The service, which the city is advertising on Facebook, is designed to provide a reliable source of information to youth who might be apprehensive of calling the family doctor or, concerned about parents checking their browsing history, can’t rely on Google. The idea is for texting to supplement Toronto Public Health’s current educational arsenal, which includes phone lines, Web sites and on-line chat rooms.
For non-teens who require Toronto Public Health’s texting services—or those who still possess some grammatical competence—the Internet comes through again with this text lingo translator, which can convert Toronto Public Health’s text slang into bona fide English.

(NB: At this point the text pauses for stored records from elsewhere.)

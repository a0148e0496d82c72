//! Implementation of the property seeding script

use std::{path::Path, time::Duration};

use alloy_primitives::{Address, U256};
use tokio::sync::watch;
use tracing::{info, warn};

use crate::{
    budget::gas_budget,
    cli::Cli,
    constants::{MAX_RESERVE_BPS, RECEIPT_POLL_INTERVAL_MS},
    errors::SeedError,
    network::{AlloyNetwork, DeployNetwork, NetworkError},
    sequencer::{bounded, Interrupted, SequenceInputs, Sequencer},
    types::{ComponentKind, PropertyParams, SeedOutcome, Step},
    utils::{
        read_contract_artifacts, read_registry_deployment, setup_client, write_deployed_addresses,
    },
    verifier::{check_initial_supply, verify_deployment},
};

/// Everything a seeding run needs besides the network itself
#[derive(Debug, Clone)]
pub struct SeedConfig {
    /// The registry deployed by the migration
    pub registry: Address,
    /// The account sending every transaction
    pub deployer: Address,
    /// The property being seeded
    pub property: PropertyParams,
    /// The smallest gas limit attached to a transaction
    pub gas_floor: u64,
    /// The headroom kept below the block gas limit
    pub gas_margin: u64,
    /// How long to wait for each transaction to be confirmed
    pub confirmation_timeout: Duration,
}

/// Query the block gas limit, derive the gas budget, run the sequence, and read back
/// the token's state.
///
/// A verification failure does not fail the run; it is returned inside the
/// outcome. The gas limit query and the reads are bounded by the confirmation timeout
/// and the abort signal like every confirmation is.
pub async fn seed_property<N: DeployNetwork>(
    network: &N,
    config: &SeedConfig,
    mut abort_signal: Option<watch::Receiver<bool>>,
) -> Result<SeedOutcome, SeedError> {
    let capacity = fetch_gas_limit(network, config.confirmation_timeout, abort_signal.as_mut()).await?;
    info!("Block gas limit: {}", capacity);

    let budget = gas_budget(capacity, config.gas_floor, config.gas_margin)?;
    info!("Gas budget per transaction: {}", budget);

    if config.property.reserve_bps > MAX_RESERVE_BPS {
        warn!(
            reserve_bps = config.property.reserve_bps,
            "reserve exceeds {} bps, the registry is expected to reject finalize", MAX_RESERVE_BPS
        );
    }

    let mut sequencer = Sequencer::new(network, budget, config.confirmation_timeout);
    if let Some(abort_signal) = &abort_signal {
        sequencer = sequencer.with_abort_signal(abort_signal.clone());
    }

    let inputs = SequenceInputs {
        registry: config.registry,
        deployer: config.deployer,
        property: config.property.clone(),
    };
    let output = sequencer.run(&inputs).await?;

    let verification = verify_deployment(
        network,
        output.linkage.token,
        config.deployer,
        config.confirmation_timeout,
        abort_signal.as_mut(),
    )
    .await;
    let supply_matches = verification
        .as_ref()
        .ok()
        .map(|v| check_initial_supply(v, config.property.initial_supply));

    Ok(SeedOutcome {
        budget,
        records: output.records,
        finalize_receipt: output.finalize_receipt,
        verification,
        supply_matches,
        recording: None,
    })
}

/// Fetch the network's block gas limit, bounded by the confirmation timeout
/// and the abort signal
async fn fetch_gas_limit<N: DeployNetwork>(
    network: &N,
    timeout: Duration,
    abort_signal: Option<&mut watch::Receiver<bool>>,
) -> Result<u64, SeedError> {
    let unavailable = |reason| SeedError::NetworkUnavailable {
        step: None,
        tx_hash: None,
        reason,
    };

    match bounded(network.block_gas_limit(), timeout, abort_signal).await {
        Ok(Ok(capacity)) => Ok(capacity),
        Ok(Err(NetworkError::Unavailable(reason) | NetworkError::Rejected(reason))) => {
            Err(unavailable(reason))
        }
        Err(Interrupted::TimedOut) => Err(unavailable(format!(
            "no block gas limit within {}s",
            timeout.as_secs_f64()
        ))),
        Err(Interrupted::Aborted) => Err(SeedError::Aborted {
            step: Step::SEQUENCE[0],
            tx_hash: None,
        }),
    }
}

/// Write the seeded addresses to the deployments file, keeping the result in
/// the outcome so a failed write never hides a confirmed deployment
pub fn record_outcome(deployments_path: &Path, outcome: &mut SeedOutcome) {
    let res = write_deployed_addresses(deployments_path, &outcome.records);
    match &res {
        Ok(()) => info!("Wrote seeded addresses to {}", deployments_path.display()),
        Err(e) => warn!("failed to record seeded addresses: {}", e),
    }

    outcome.recording = Some(res);
}

/// Run the seeding script as configured on the command line
pub async fn run(
    cli: Cli,
    abort_signal: watch::Receiver<bool>,
) -> Result<SeedOutcome, SeedError> {
    let registry = read_registry_deployment(&cli.deployments_path)?;
    match &registry.network {
        Some(network) => info!("DAO: {:#x} ({})", registry.address, network),
        None => info!("DAO: {:#x}", registry.address),
    }

    let artifacts = read_contract_artifacts(&cli.artifacts_dir)?;
    let (provider, deployer) = setup_client(&cli.priv_key, &cli.rpc_url)?;
    let network = AlloyNetwork::new(
        provider,
        artifacts,
        Duration::from_millis(RECEIPT_POLL_INTERVAL_MS),
    );

    let config = SeedConfig {
        registry: registry.address,
        deployer,
        property: PropertyParams {
            name: cli.name,
            symbol: cli.symbol,
            initial_supply: U256::from(cli.initial_supply),
            reserve_bps: cli.reserve_bps,
        },
        gas_floor: cli.gas_floor,
        gas_margin: cli.gas_margin,
        confirmation_timeout: Duration::from_secs(cli.confirmation_timeout),
    };

    let mut outcome = seed_property(&network, &config, Some(abort_signal)).await?;
    if !cli.no_record {
        record_outcome(&cli.deployments_path, &mut outcome);
    }

    Ok(outcome)
}

/// Print the addresses and read-back state of a successful run
pub fn print_summary(outcome: &SeedOutcome) {
    for kind in [
        ComponentKind::Registry,
        ComponentKind::Token,
        ComponentKind::Vault,
        ComponentKind::Distributor,
    ] {
        if let Some(address) = outcome.address_of(kind) {
            println!("{}: {:#x}", kind.contract_name(), address);
        }
    }
    println!("finalizePropertyLite tx: {}", outcome.finalize_receipt.tx_hash);

    if let Ok(verification) = &outcome.verification {
        println!("Token totalSupply: {}", verification.total_supply);
        println!("Admin balance: {}", verification.admin_balance);
    }
    if outcome.supply_matches == Some(false) {
        println!("Warning: token state differs from the initial supply");
    }
}
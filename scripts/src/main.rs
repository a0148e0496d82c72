use std::process::ExitCode;

use clap::Parser;
use scripts::{
    cli::Cli,
    commands::{print_summary, run},
    diagnostics::Diagnostic,
    errors::SeedError,
};
use tokio::sync::watch;
use tracing::warn;
use tracing_subscriber::EnvFilter;

#[tokio::main]
async fn main() -> ExitCode {
    let cli = Cli::parse();
    let json_diagnostics = cli.json_diagnostics;

    tracing_subscriber::fmt()
        .pretty()
        .with_env_filter(EnvFilter::try_from_default_env().unwrap_or_else(|_| "info".into()))
        .init();

    // Ctrl-C stops the sequence at the next step boundary, or while awaiting a confirmation
    let (abort_tx, abort_rx) = watch::channel(false);
    tokio::spawn(async move {
        if tokio::signal::ctrl_c().await.is_ok() {
            warn!("interrupt received, stopping the seeding sequence");
            let _ = abort_tx.send(true);
        }
    });

    match run(cli, abort_rx).await {
        Ok(outcome) => {
            // The deployment confirmed, so the summary is printed before any
            // follow-up failure is reported
            print_summary(&outcome);
            let errors = outcome.follow_up_errors();
            for err in &errors {
                report(err, json_diagnostics);
            }

            errors
                .first()
                .map_or(ExitCode::SUCCESS, |err| ExitCode::from(err.exit_code()))
        }
        Err(err) => {
            report(&err, json_diagnostics);
            ExitCode::from(err.exit_code())
        }
    }
}

/// Write the diagnostic for a failed run to stderr
fn report(err: &SeedError, json: bool) {
    let diagnostic = Diagnostic::from_error(err);
    if json {
        eprintln!("{}", diagnostic.to_json());
    } else {
        eprintln!("{}", diagnostic);
    }
}
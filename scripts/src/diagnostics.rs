//! Structured failure reports for the operator
//!
//! A [`Diagnostic`] separates what is known about the failed transaction from
//! the error message itself, so a failure before submission never reads as a
//! transaction with zeroed fields.

use std::fmt::{self, Display, Formatter};

use alloy_primitives::TxHash;
use serde::Serialize;

use crate::{
    errors::{SeedError, StepFailure},
    types::Step,
};

/// What is known about the transaction involved in a failure
#[derive(Debug, Clone, PartialEq, Eq, Serialize)]
#[serde(tag = "state", rename_all = "snake_case")]
pub enum TxDetail {
    /// No transaction was sent
    NotSubmitted,
    /// Every transaction in the sequence confirmed
    AllConfirmed,
    /// A transaction was sent; fields are absent when no receipt was observed
    Submitted {
        /// The transaction hash
        tx_hash: TxHash,
        /// The execution status, if a receipt was observed
        status: Option<bool>,
        /// The gas consumed, if a receipt was observed
        gas_used: Option<u64>,
        /// The including block, if a receipt was observed
        block_number: Option<u64>,
    },
}

impl TxDetail {
    /// Detail for a transaction that has no receipt
    fn unconfirmed(tx_hash: TxHash) -> Self {
        TxDetail::Submitted {
            tx_hash,
            status: None,
            gas_used: None,
            block_number: None,
        }
    }

    /// Detail for a failed step
    fn of_failure(failure: &StepFailure) -> Self {
        match &failure.receipt {
            Some(receipt) => TxDetail::Submitted {
                tx_hash: receipt.tx_hash,
                status: Some(receipt.status),
                gas_used: Some(receipt.gas_used),
                block_number: receipt.block_number,
            },
            None => TxDetail::NotSubmitted,
        }
    }
}

/// A structured report of a failed run
#[derive(Debug, Clone, PartialEq, Eq, Serialize)]
pub struct Diagnostic {
    /// A stable identifier for the error kind
    pub kind: &'static str,
    /// Whether every transaction confirmed before the failure
    pub deployed: bool,
    /// The step that failed, if the failure happened inside the sequence
    pub step: Option<Step>,
    /// The transaction involved, if any
    pub transaction: TxDetail,
    /// The error message
    pub message: String,
    /// What the operator should do next
    pub action: &'static str,
}

impl Diagnostic {
    /// Build a diagnostic from a seeding error
    pub fn from_error(err: &SeedError) -> Self {
        let message = err.to_string();
        let deployed = err.after_deployment();
        let (kind, step, transaction, action) = match err {
            SeedError::ClientInitialization(_) => (
                "client_initialization",
                None,
                TxDetail::NotSubmitted,
                "check the RPC url and private key",
            ),
            SeedError::ReadDeployments(_) => (
                "read_deployments",
                None,
                TxDetail::NotSubmitted,
                "run the registry migration first",
            ),
            SeedError::WriteDeployments(_) => (
                "write_deployments",
                None,
                TxDetail::AllConfirmed,
                "the property was seeded; record the logged addresses by hand",
            ),
            SeedError::ArtifactParsing(_) => (
                "artifact_parsing",
                None,
                TxDetail::NotSubmitted,
                "compile the contracts before seeding",
            ),
            SeedError::CalldataConstruction(_) => (
                "calldata_construction",
                None,
                TxDetail::NotSubmitted,
                "fix the seeding parameters",
            ),
            SeedError::NetworkUnavailable { step, tx_hash, .. } => (
                "network_unavailable",
                *step,
                tx_hash.map_or(TxDetail::NotSubmitted, TxDetail::unconfirmed),
                "check the node is reachable; inspect any submitted transaction before re-running",
            ),
            SeedError::CapacityTooLow { .. } => (
                "capacity_too_low",
                None,
                TxDetail::NotSubmitted,
                "lower the gas floor or target a network with a higher block gas limit",
            ),
            SeedError::DeploymentFailed(failure) => (
                "deployment_failed",
                Some(failure.step),
                TxDetail::of_failure(failure),
                "components created before this step are abandoned; re-run to seed anew",
            ),
            SeedError::FinalizeRejected(failure) => (
                "finalize_rejected",
                Some(failure.step),
                TxDetail::of_failure(failure),
                "the registry rejected the linkage; fix the parameters (e.g. reserve bps) and re-run",
            ),
            SeedError::ConfirmationTimeout { step, tx_hash, .. } => (
                "confirmation_timeout",
                Some(*step),
                TxDetail::unconfirmed(*tx_hash),
                "check whether the transaction landed before re-running to avoid a duplicate",
            ),
            SeedError::Aborted { step, tx_hash } => (
                "aborted",
                Some(*step),
                tx_hash.map_or(TxDetail::NotSubmitted, TxDetail::unconfirmed),
                "a submitted transaction may still land; check it before re-running",
            ),
            SeedError::VerificationReadError(_) => (
                "verification_read_error",
                None,
                TxDetail::AllConfirmed,
                "the deployment most likely succeeded; read the token state manually",
            ),
        };

        Self {
            kind,
            deployed,
            step,
            transaction,
            message,
            action,
        }
    }

    /// Render the diagnostic as JSON
    pub fn to_json(&self) -> String {
        serde_json::to_string_pretty(self).unwrap_or_else(|_| self.to_string())
    }
}

impl Display for Diagnostic {
    fn fmt(&self, f: &mut Formatter<'_>) -> fmt::Result {
        if self.deployed {
            writeln!(f, "seed_property succeeded, follow-up failed: {}", self.message)?;
        } else {
            writeln!(f, "seed_property failed: {}", self.message)?;
        }
        writeln!(f, "  kind: {}", self.kind)?;
        if let Some(step) = self.step {
            writeln!(f, "  step: {}", step)?;
        }

        match &self.transaction {
            TxDetail::NotSubmitted => writeln!(f, "  transaction: not submitted")?,
            TxDetail::AllConfirmed => writeln!(f, "  transaction: all steps confirmed")?,
            TxDetail::Submitted {
                tx_hash,
                status,
                gas_used,
                block_number,
            } => {
                writeln!(f, "  txHash: {}", tx_hash)?;
                match status {
                    Some(true) => writeln!(f, "  status: success")?,
                    Some(false) => writeln!(f, "  status: failed")?,
                    None => writeln!(f, "  status: unknown (no receipt observed)")?,
                }
                if let Some(gas_used) = gas_used {
                    writeln!(f, "  gasUsed: {}", gas_used)?;
                }
                if let Some(block_number) = block_number {
                    writeln!(f, "  block: {}", block_number)?;
                }
            }
        }

        write!(f, "  action: {}", self.action)
    }
}
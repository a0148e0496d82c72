//! Definitions of errors that can occur while seeding a property

use std::{
    error::Error,
    fmt::{self, Display, Formatter},
    time::Duration,
};

use alloy_primitives::TxHash;

use crate::types::{Step, StepReceipt};

/// A step whose transaction did not execute successfully
#[derive(Debug, Clone, PartialEq, Eq)]
pub struct StepFailure {
    /// The step that failed
    pub step: Step,
    /// A description of the failure
    pub reason: String,
    /// The receipt of the failed transaction, absent if it was never submitted
    pub receipt: Option<StepReceipt>,
}

impl StepFailure {
    /// Wrap the failure in the error kind appropriate for its step
    pub fn into_error(self) -> SeedError {
        match self.step {
            Step::Finalize => SeedError::FinalizeRejected(self),
            _ => SeedError::DeploymentFailed(self),
        }
    }
}

/// Errors that can occur while seeding a property
#[derive(Debug, Clone, PartialEq, Eq)]
pub enum SeedError {
    /// Error initializing the RPC client or signer
    ClientInitialization(String),
    /// Error reading the deployments file
    ReadDeployments(String),
    /// Error writing the deployments file
    WriteDeployments(String),
    /// Error parsing a contract build artifact
    ArtifactParsing(String),
    /// Error constructing the calldata for a step
    CalldataConstruction(String),
    /// The network could not be reached
    NetworkUnavailable {
        /// The step in progress, if any
        step: Option<Step>,
        /// The transaction already submitted for that step, if any
        tx_hash: Option<TxHash>,
        /// The underlying transport error
        reason: String,
    },
    /// The configured gas floor exceeds the network's block gas limit
    CapacityTooLow {
        /// The block gas limit reported by the network
        capacity: u64,
        /// The configured gas floor
        floor: u64,
    },
    /// A component creation step did not succeed
    DeploymentFailed(StepFailure),
    /// The registry rejected the finalize call
    FinalizeRejected(StepFailure),
    /// A submitted transaction was not confirmed in time
    ConfirmationTimeout {
        /// The step awaiting confirmation
        step: Step,
        /// The unconfirmed transaction
        tx_hash: TxHash,
        /// How long the sequencer waited
        waited: Duration,
    },
    /// The run was interrupted by the operator
    Aborted {
        /// The step in progress
        step: Step,
        /// The transaction in flight, whose fate is unknown
        tx_hash: Option<TxHash>,
    },
    /// Reading back post-deployment state failed
    VerificationReadError(String),
}

impl SeedError {
    /// The process exit code to report for this error
    pub fn exit_code(&self) -> u8 {
        match self {
            SeedError::VerificationReadError(_) => 2,
            SeedError::WriteDeployments(_) => 3,
            _ => 1,
        }
    }

    /// Whether the error was raised after every transaction confirmed
    pub fn after_deployment(&self) -> bool {
        matches!(
            self,
            SeedError::VerificationReadError(_) | SeedError::WriteDeployments(_)
        )
    }
}

impl Display for SeedError {
    fn fmt(&self, f: &mut Formatter<'_>) -> fmt::Result {
        match self {
            SeedError::ClientInitialization(s) => write!(f, "error initializing client: {}", s),
            SeedError::ReadDeployments(s) => write!(f, "error reading deployments: {}", s),
            SeedError::WriteDeployments(s) => write!(f, "error writing deployments: {}", s),
            SeedError::ArtifactParsing(s) => write!(f, "error parsing artifact: {}", s),
            SeedError::CalldataConstruction(s) => write!(f, "error constructing calldata: {}", s),
            SeedError::NetworkUnavailable { step: Some(step), reason, .. } => {
                write!(f, "network unavailable during {} step: {}", step, reason)
            }
            SeedError::NetworkUnavailable { step: None, reason, .. } => {
                write!(f, "network unavailable: {}", reason)
            }
            SeedError::CapacityTooLow { capacity, floor } => write!(
                f,
                "block gas limit {} is below the gas floor {}",
                capacity, floor
            ),
            SeedError::DeploymentFailed(failure) => {
                write!(f, "{} deployment failed: {}", failure.step, failure.reason)
            }
            SeedError::FinalizeRejected(failure) => {
                write!(f, "finalize rejected by registry: {}", failure.reason)
            }
            SeedError::ConfirmationTimeout { step, tx_hash, waited } => write!(
                f,
                "{} transaction {} not confirmed after {}s",
                step,
                tx_hash,
                waited.as_secs()
            ),
            SeedError::Aborted { step, tx_hash: Some(tx_hash) } => write!(
                f,
                "aborted while awaiting {} transaction {}",
                step, tx_hash
            ),
            SeedError::Aborted { step, tx_hash: None } => {
                write!(f, "aborted before submitting {} transaction", step)
            }
            SeedError::VerificationReadError(s) => write!(f, "error reading back state: {}", s),
        }
    }
}

impl Error for SeedError {}
//! Scripts for seeding a tokenized property against a deployed registry.

#![deny(missing_docs)]

pub mod budget;
pub mod cli;
pub mod commands;
pub mod constants;
pub mod diagnostics;
pub mod errors;
pub mod network;
pub mod sequencer;
mod solidity;
pub mod types;
pub mod utils;
pub mod verifier;
// All LLM prompt constants for the planner module.

use crate::llm_client::Prompt;
use crate::planner::models::{TripRequest, DATE_FORMAT};

/// Fixed system instruction describing the assistant's role.
pub const TRAVEL_ASSISTANT_SYSTEM: &str = "You are an AI travel assistant. \
    Provide travel options including cab, train, bus, and flight, \
    with estimated costs, durations, and relevant travel tips. \
    Consider date-specific availability and price fluctuations. \
    Additionally, recommend top tourist spots with travel tips.";

/// Builds the two-message prompt for a validated trip request.
/// Origin and destination are inserted exactly as typed.
pub fn build_trip_prompt(request: &TripRequest) -> Prompt {
    let user = format!(
        "Plan a trip from {origin} to {destination} on {travel_date}. \
        Suggest travel modes with cost and duration.",
        origin = request.origin,
        destination = request.destination,
        travel_date = request.travel_date.format(DATE_FORMAT),
    );
    Prompt::new(TRAVEL_ASSISTANT_SYSTEM, user)
}
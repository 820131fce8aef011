//! Axum route handlers for the planner page and JSON API.

use axum::{extract::State, response::Html, Form, Json};
use chrono::NaiveDate;
use serde::Serialize;
use tracing::debug;

use crate::errors::AppError;
use crate::planner::fetcher::Suggestion;
use crate::planner::models::TripForm;
use crate::planner::render::{render_page, Outcome, PageState};
use crate::state::AppState;

#[derive(Debug, Serialize)]
pub struct SuggestionResponse {
    #[serde(flatten)]
    pub suggestion: Suggestion,
    /// Display text: the model output, the sentinel warning, or the prefixed error.
    pub text: String,
}

/// The date picker's lower bound, evaluated per request.
fn today() -> NaiveDate {
    chrono::Local::now().date_naive()
}

/// GET /
pub async fn handle_index() -> Html<String> {
    render_page(&PageState::blank(today()))
}

/// POST /plan
///
/// Validates the submitted form; only a valid submission reaches the fetcher.
/// Always re-renders the page with the submitted values.
pub async fn handle_plan(State(state): State<AppState>, Form(form): Form<TripForm>) -> Html<String> {
    let today = today();
    let outcome = match form.validate(today) {
        Err(issue) => Outcome::Rejected(issue),
        Ok(request) => Outcome::Fetched(state.fetcher.fetch(&request).await),
    };

    render_page(&PageState {
        form,
        today,
        outcome: Some(outcome),
    })
}

/// POST /api/v1/suggestions
///
/// Same flow as the page, as JSON. Provider failures are a 200 with
/// `"outcome": "failed"`; only validation problems are errors.
pub async fn handle_suggestions(
    State(state): State<AppState>,
    Json(form): Json<TripForm>,
) -> Result<Json<SuggestionResponse>, AppError> {
    let request = form.validate(today())?;
    let suggestion = state.fetcher.fetch(&request).await;
    debug!(outcome = suggestion.kind(), "Serving suggestion over JSON API");
    let text = suggestion.clone().into_text();

    Ok(Json(SuggestionResponse { suggestion, text }))
}
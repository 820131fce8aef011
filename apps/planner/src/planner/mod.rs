// Travel planner: input collection, prompt construction, suggestion fetching, page rendering.
// All LLM calls go through llm_client; no direct provider calls here.

pub mod fetcher;
pub mod handlers;
pub mod models;
pub mod prompts;
pub mod render;
use std::time::Duration;

use anyhow::{bail, Context, Result};

const DEFAULT_GEMINI_API_BASE: &str = "https://generativelanguage.googleapis.com";
const DEFAULT_LLM_TIMEOUT_SECS: u64 = 120;

/// Application configuration loaded from environment variables.
///
/// The provider credential is optional: a missing key is not a startup error,
/// every suggestion request then fails through the fetcher's error path.
#[derive(Debug, Clone)]
pub struct Config {
    pub google_api_key: Option<String>,
    pub gemini_api_base: String,
    pub llm_timeout: Duration,
    pub port: u16,
    pub rust_log: String,
}

impl Config {
    pub fn from_env() -> Result<Self> {
        dotenvy::dotenv().ok(); // load .env if present; ignore if missing

        Ok(Config {
            google_api_key: optional_env("GOOGLE_API_KEY"),
            gemini_api_base: optional_env("GEMINI_API_BASE")
                .unwrap_or_else(|| DEFAULT_GEMINI_API_BASE.to_string()),
            llm_timeout: parse_llm_timeout(optional_env("LLM_TIMEOUT_SECS").as_deref())?,
            port: std::env::var("PORT")
                .unwrap_or_else(|_| "8080".to_string())
                .parse::<u16>()
                .context("PORT must be a valid port number")?,
            rust_log: std::env::var("RUST_LOG").unwrap_or_else(|_| "info".to_string()),
        })
    }
}

/// Parses `LLM_TIMEOUT_SECS`; unset means the default, zero is rejected.
fn parse_llm_timeout(raw: Option<&str>) -> Result<Duration> {
    let secs = match raw {
        Some(raw) => raw
            .trim()
            .parse::<u64>()
            .context("LLM_TIMEOUT_SECS must be a whole number of seconds")?,
        None => DEFAULT_LLM_TIMEOUT_SECS,
    };
    if secs == 0 {
        bail!("LLM_TIMEOUT_SECS must be greater than zero");
    }
    Ok(Duration::from_secs(secs))
}

/// Reads an env var, treating an empty or whitespace-only value as unset.
fn optional_env(key: &str) -> Option<String> {
    std::env::var(key)
        .ok()
        .filter(|value| !value.trim().is_empty())
}

#[cfg(test)]
mod tests {
    use super::*;

    #[test]
    fn test_llm_timeout_defaults_when_unset() {
        assert_eq!(
            parse_llm_timeout(None).unwrap(),
            Duration::from_secs(DEFAULT_LLM_TIMEOUT_SECS)
        );
    }

    #[test]
    fn test_llm_timeout_parses_seconds() {
        assert_eq!(parse_llm_timeout(Some("30")).unwrap(), Duration::from_secs(30));
    }

    #[test]
    fn test_llm_timeout_rejects_zero_and_garbage() {
        let err = parse_llm_timeout(Some("0")).unwrap_err();
        assert!(err.to_string().contains("greater than zero"));
        assert!(parse_llm_timeout(Some("soon")).is_err());
    }
}
mod config;
mod errors;
mod llm_client;
mod planner;
mod routes;
mod state;

use anyhow::Result;
use std::net::SocketAddr;
use std::sync::Arc;
use tower_http::{cors::CorsLayer, trace::TraceLayer};
use tracing::{info, warn};
use tracing_subscriber::{layer::SubscriberExt, util::SubscriberInitExt, EnvFilter};

use crate::config::Config;
use crate::llm_client::GeminiClient;
use crate::planner::fetcher::SuggestionFetcher;
use crate::routes::build_router;
use crate::state::AppState;

#[tokio::main]
async fn main() -> Result<()> {
    // Load configuration first
    let config = Config::from_env()?;

    // Initialize structured logging
    tracing_subscriber::registry()
        .with(EnvFilter::try_from_default_env().unwrap_or_else(|_| {
            EnvFilter::new(format!("{}={}", env!("CARGO_PKG_NAME"), &config.rust_log))
        }))
        .with(tracing_subscriber::fmt::layer())
        .init();

    info!("Starting Travel Planner v{}", env!("CARGO_PKG_VERSION"));

    if config.google_api_key.is_none() {
        warn!("GOOGLE_API_KEY is not set; every suggestion request will fail");
    }

    // Initialize LLM client
    let llm = GeminiClient::from_config(&config)?;
    info!(
        "LLM client initialized (model: {}, timeout: {}s)",
        llm_client::MODEL,
        config.llm_timeout.as_secs()
    );

    let state = AppState {
        fetcher: SuggestionFetcher::new(Arc::new(llm)),
    };

    let app = build_router(state)
        .layer(TraceLayer::new_for_http())
        .layer(CorsLayer::permissive());

    let addr: SocketAddr = format!("0.0.0.0:{}", config.port).parse()?;
    info!("Listening on {addr}");

    let listener = tokio::net::TcpListener::bind(addr).await?;
    axum::serve(listener, app).await?;

    Ok(())
}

Having a first experience with this last night I didn’t even have a word for it but sexting seems to be it. Photographs sent or text sent in hopes of getting a relationship going. Yeah, right? Anyway now it looks like sexting, for Torontonians, means calling to get advice on sex-related issues. I’m learning. Thank goodness I didn’t have to deal with this when I was a teen…many decades ago!
The teens today have way too many problems! And goodness they are loaded with more homework than I was back then!